Polluters Cannot Use Cost Claims to Avoid Meeting Federal Clean Water Requirements
(LOS ANGELES) April 4, 2005 -- The California Supreme Court today rejected an attempt by the Cities of Burbank and Los Angeles to skirt federal clean water requirements for treated sewage by using cost arguments to justify higher levels of toxic pollution and other contaminants. The dispute is over what can be dumped into the Los Angeles River by local water reclamation plants. Conservationists said the ruling would help protect local rivers and coastal waters.
"The Court rejected the argument that Clean Water Act requirements are subject to a permit-by-permit negotiation," said David Beckman, a senior attorney at NRDC (Natural Resources Defense Council) who argued the case before the Supreme Court along with the California Attorney General's Office. "That means cleaner water sooner for California, which is good for public health and the state economy."
The case, Burbank v. State Water Resources Control Board (No. S119248), examined whether the cost of water pollution and its remedies, as well as other factors, must be assessed when water quality standards are established or revised, or instead, whether they must be continually reassessed whenever a regional water board issues a discharge permit. Discharge permits set maximum pollution levels for municipal and industrial dischargers.
The Court ruled that regional permits for discharging wastewater "may not consider economic factors to justify imposing pollutant restrictions that are LESS STRINGENT than the applicable federal standards require." [Emphasis in original.] However, the Court left unresolved whether the pollutant limits at issue in Burbank merely met, or instead exceeded, federal standards. It sent the case back to a lower court to resolve that question.
Pointing to the Court's opinion at page 15, Mr. Beckman said the Justices clearly meant to set a high bar for water quality. "When enacted in 1972, the goal of the Federal Water Pollution Control Act Amendments was to ELIMINATE by the year 1985 the discharge of pollutants into the nation's navigable waters," the opinion emphasizes. [Emphasis in original]
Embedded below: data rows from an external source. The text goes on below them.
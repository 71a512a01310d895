// SPDX-License-Identifier: PMPL-1.0-or-later
// Copyright (c) 2026 Jonathan D.A. Jewell (hyperpolymath) <jonathan.jewell@open.ac.uk>
//
// Service layer — bridges the command line to the upright backend crates.
//
// `walk` finds the images to work on; `batch` runs the shared engine over them
// on blocking workers and turns the results into report lines.

pub mod batch;
pub mod walk;
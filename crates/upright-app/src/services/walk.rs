// SPDX-License-Identifier: PMPL-1.0-or-later
// Copyright (c) 2026 Jonathan D.A. Jewell (hyperpolymath) <jonathan.jewell@open.ac.uk>
//
// Input discovery — expands a file or directory argument into image paths.

use std::collections::HashSet;
use std::io;
use std::path::{Path, PathBuf};

use tracing::warn;

/// Extensions the image stack can decode and write back.
pub const SUPPORTED_EXTENSIONS: &[&str] = &["jpg", "jpeg", "png", "tif", "tiff", "bmp", "webp"];

/// Whether `path` carries a supported image extension (case-insensitive).
pub fn is_image_path(path: &Path) -> bool {
    path.extension()
        .and_then(|ext| ext.to_str())
        .map(|ext| {
            SUPPORTED_EXTENSIONS
                .iter()
                .any(|known| ext.eq_ignore_ascii_case(known))
        })
        .unwrap_or(false)
}

/// Every supported image under `root`, sorted, each file at most once.
///
/// A file argument yields itself if supported. Directories are listed one
/// level deep unless `recursive` is set. Symlinked directories are never
/// descended into; symlinked files are kept unless they resolve to a file
/// already listed. Unreadable subdirectories are logged and skipped; an
/// unreadable `root` is an error.
pub fn image_paths(root: &Path, recursive: bool) -> io::Result<Vec<PathBuf>> {
    if root.is_file() {
        return Ok(if is_image_path(root) {
            vec![root.to_path_buf()]
        } else {
            Vec::new()
        });
    }

    let mut found = Vec::new();
    let mut pending = vec![root.to_path_buf()];
    let mut first = true;
    while let Some(dir) = pending.pop() {
        let entries = match std::fs::read_dir(&dir) {
            Ok(entries) => entries,
            Err(err) if !first => {
                warn!(path = %dir.display(), error = %err, "Skipping unreadable directory");
                continue;
            }
            Err(err) => return Err(err),
        };
        first = false;

        for entry in entries {
            let entry = entry?;
            let path = entry.path();
            // `file_type` does not follow symlinks.
            let file_type = entry.file_type()?;
            if file_type.is_dir() {
                if recursive {
                    pending.push(path);
                }
            } else if (file_type.is_file() || (file_type.is_symlink() && path.is_file()))
                && is_image_path(&path)
            {
                found.push(path);
            }
        }
    }

    // Two names for one file would have it rewritten twice, concurrently.
    // Real files claim their identity before any link to them.
    found.sort_by_key(|path| (path.is_symlink(), path.clone()));
    let mut seen = HashSet::new();
    found.retain(|path| match path.canonicalize() {
        Ok(real) => seen.insert(real),
        Err(_) => true,
    });
    found.sort();
    Ok(found)
}
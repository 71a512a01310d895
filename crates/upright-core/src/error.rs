// SPDX-License-Identifier: PMPL-1.0-or-later
// Copyright (c) 2026 Jonathan D.A. Jewell (hyperpolymath) <jonathan.jewell@open.ac.uk>
//
// Unified error types for Upright.
//
// None of these ever escape the orientation decision itself: the engine turns
// recognition failures into "no signal" and keeps walking its fallback chain.
// They surface only at the fallible edges (decoding, encoding, config loading,
// spawning the recognition backend).

use thiserror::Error;

/// Top-level error type for all Upright operations.
#[derive(Debug, Error)]
pub enum UprightError {
    // -- Image errors --
    #[error("image processing failed: {0}")]
    ImageError(String),

    #[error("unsupported image file: {0}")]
    UnsupportedImage(String),

    // -- Recognition errors --
    #[error("recognition failed: {0}")]
    Recognition(String),

    #[error("recognition backend unavailable: {0}")]
    RecognizerUnavailable(String),

    #[error("recognition timed out after {after_ms} ms")]
    RecognitionTimeout { after_ms: u64 },

    // -- Configuration --
    #[error("invalid configuration: {0}")]
    Config(String),

    // -- Storage / persistence --
    #[error("file I/O error: {0}")]
    Io(#[from] std::io::Error),

    #[error("serialization error: {0}")]
    Serialization(#[from] serde_json::Error),
}

impl UprightError {
    /// True for errors that mean "this signal is missing", as opposed to a
    /// malformed request. The adapter downgrades both the same way, but logs
    /// them at different levels.
    pub fn is_unavailable(&self) -> bool {
        matches!(
            self,
            UprightError::RecognizerUnavailable(_) | UprightError::RecognitionTimeout { .. }
        )
    }
}

/// Alias used throughout the codebase.
pub type Result<T> = std::result::Result<T, UprightError>;

#[cfg(test)]
mod tests {
    use super::*;

    #[test]
    fn timeout_counts_as_unavailable() {
        assert!(UprightError::RecognitionTimeout { after_ms: 10 }.is_unavailable());
        assert!(UprightError::RecognizerUnavailable("gone".into()).is_unavailable());
        assert!(!UprightError::Recognition("bad tsv".into()).is_unavailable());
    }

    #[test]
    fn io_errors_convert() {
        let err: UprightError = std::io::Error::new(std::io::ErrorKind::NotFound, "x").into();
        assert!(err.to_string().starts_with("file I/O error"));
    }
}
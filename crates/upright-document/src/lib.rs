// SPDX-License-Identifier: PMPL-1.0-or-later
// Copyright (c) 2026 Jonathan D.A. Jewell (hyperpolymath) <jonathan.jewell@open.ac.uk>
//
// upright-document — Orientation analysis for scanned and photographed pages.
//
// Provides image handling (EXIF-aware loading, quarter-turn rotation, rescaling),
// a mask pipeline (denoise, dual-threshold binarization, projection and
// whitespace scorers), a capability-gated recognition adapter, and the
// orientation engine that combines them in a fixed precedence chain.

pub mod image;
pub mod orient;
pub mod recognize;
pub mod scan;

// Re-export the primary types so callers can use `upright_document::OrientationEngine` etc.
pub use self::image::processor::ImageProcessor;
pub use orient::engine::OrientationEngine;
pub use recognize::{RecognitionAdapter, Recognizer, TesseractRecognizer};
pub use scan::binarize::Preprocessor;
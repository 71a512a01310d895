// SPDX-License-Identifier: PMPL-1.0-or-later
// Copyright (c) 2026 Jonathan D.A. Jewell (hyperpolymath) <jonathan.jewell@open.ac.uk>
//
// Upright — Core types, configuration and error definitions shared across all crates.

pub mod config;
pub mod error;
pub mod types;

pub use config::{AdaptiveMethod, RecognitionConfig, TuningConfig, UprightConfig};
pub use error::UprightError;
pub use types::*;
The Court's opinion can be found here.
This decision follows two other important victories for water quality during the last two weeks. On March 24, a Los Angeles Superior Court judge upheld a municipal storm water permit for Los Angeles County that had been challenged by dozens of cities and the County of Los Angles. On March 30, the California Supreme Court let stand a lower court decision that state regulators can apply California's water quality standards to polluted runoff, and not just to sewage treatment plants and factory discharges.